When the decision depends on more than one flag, use {{rules}} with a boolean expression. The expression combines flags with && (and), || (or), ! (not), and parentheses for grouping.

{{rules isCommercial && hasApproval}}
This commercial agreement has received the required internal
approvals.
{{/rules}}
{{rules (Sanctioned || SensitiveEntity) && isCommercial}}
Enhanced due diligence requirements apply to this commercial
engagement.
{{/rules}}

This is also the supported way to express “both A and B,” since conditional tags cannot be nested. Replace the nesting with a single && expression:

Instead of nesting {{if A}}{{if B}}…{{/if}}{{/if}}, write:
{{rules A && B}}
Text shown only when both A and B are true.
{{/rules}}

When two flags each have two states, there are four possible outcomes. Rather than nesting, write one {{rules}} block for each combination. Exactly one block survives for any given contract.

{{rules A && B}}
Text shown when both A and B are true.
{{/rules}}
{{rules A && !B}}
Text shown when A is true but B is false.
{{/rules}}
{{rules !A && B}}
Text shown when B is true but A is false.
{{/rules}}
{{rules !A && !B}}
Text shown when neither A nor B is true.
{{/rules}}

This pattern scales: a multi-select form field can drive several rule statements so that one section renders a different combination of sub-clauses for each contract, without a separate template per variant.
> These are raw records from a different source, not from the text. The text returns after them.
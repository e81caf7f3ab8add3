//! Lexical analysis of legacy input decks
//!
//! Splits source text into whitespace-delimited words with number
//! classification, comments and spans for diagnostics.

pub mod analyzer;

use crate::file_processor::FileProcessingResult;
use crate::tokens::TokenStream;

pub use analyzer::{
    classify_word, is_float_literal, is_integer_literal, LexerError, LexicalAnalyzer,
    LexicalMetrics,
};

pub fn tokenize_file_result(file_result: FileProcessingResult) -> Result<TokenStream, LexerError> {
    LexicalAnalyzer::new().tokenize_file_result(file_result)
}

pub fn tokenize_str(source: &str) -> Result<TokenStream, LexerError> {
    LexicalAnalyzer::new().tokenize(source.to_string())
}

/// Check that every lexical error code has registry metadata
pub fn init_lexical_analysis_logging() -> Result<(), String> {
    let lexical_codes = [
        crate::logging::codes::lexical::INVALID_CHARACTER,
        crate::logging::codes::lexical::INVALID_NUMBER,
        crate::logging::codes::lexical::WORD_TOO_LONG,
        crate::logging::codes::lexical::TOO_MANY_TOKENS,
        crate::logging::codes::lexical::COMMENT_TOO_LONG,
    ];

    for code in &lexical_codes {
        if crate::logging::codes::get_error_metadata(code.as_str()).is_none() {
            return Err(format!(
                "Lexical error code {} not found in metadata registry",
                code.as_str()
            ));
        }
    }

    Ok(())
}

#[cfg(test)]
mod tests {
    use super::*;

    #[test]
    fn test_lexical_codes_registered() {
        assert!(init_lexical_analysis_logging().is_ok());
    }

    #[test]
    fn test_tokenize_str() {
        let stream = tokenize_str("QUIT").unwrap();
        assert_eq!(stream.len(), 2);
    }
}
A flag counts as false when it is unset, empty, or explicitly false. If a form field that drives a condition is left blank, the condition is treated as false and any {{if X}} or {{rule X}} block keyed to it is dropped (and its ! counterpart kept). Plan your negated branches with that in mind, so a missing answer produces sensible language rather than nothing.

Conditions that key off a dropdown selection depend on the choice label matching in several places at once: the contract property’s options, each form field’s list options, and the template’s value map and rule definitions. Editing a label in one place without the others silently breaks the condition: the rule stops matching and its clause never appears. When you rename or add a choice, update it everywhere it is referenced, then test-generate to confirm the clause still renders.

Because conditional logic only fails at generation time, treat every change to it as something to verify, not assume.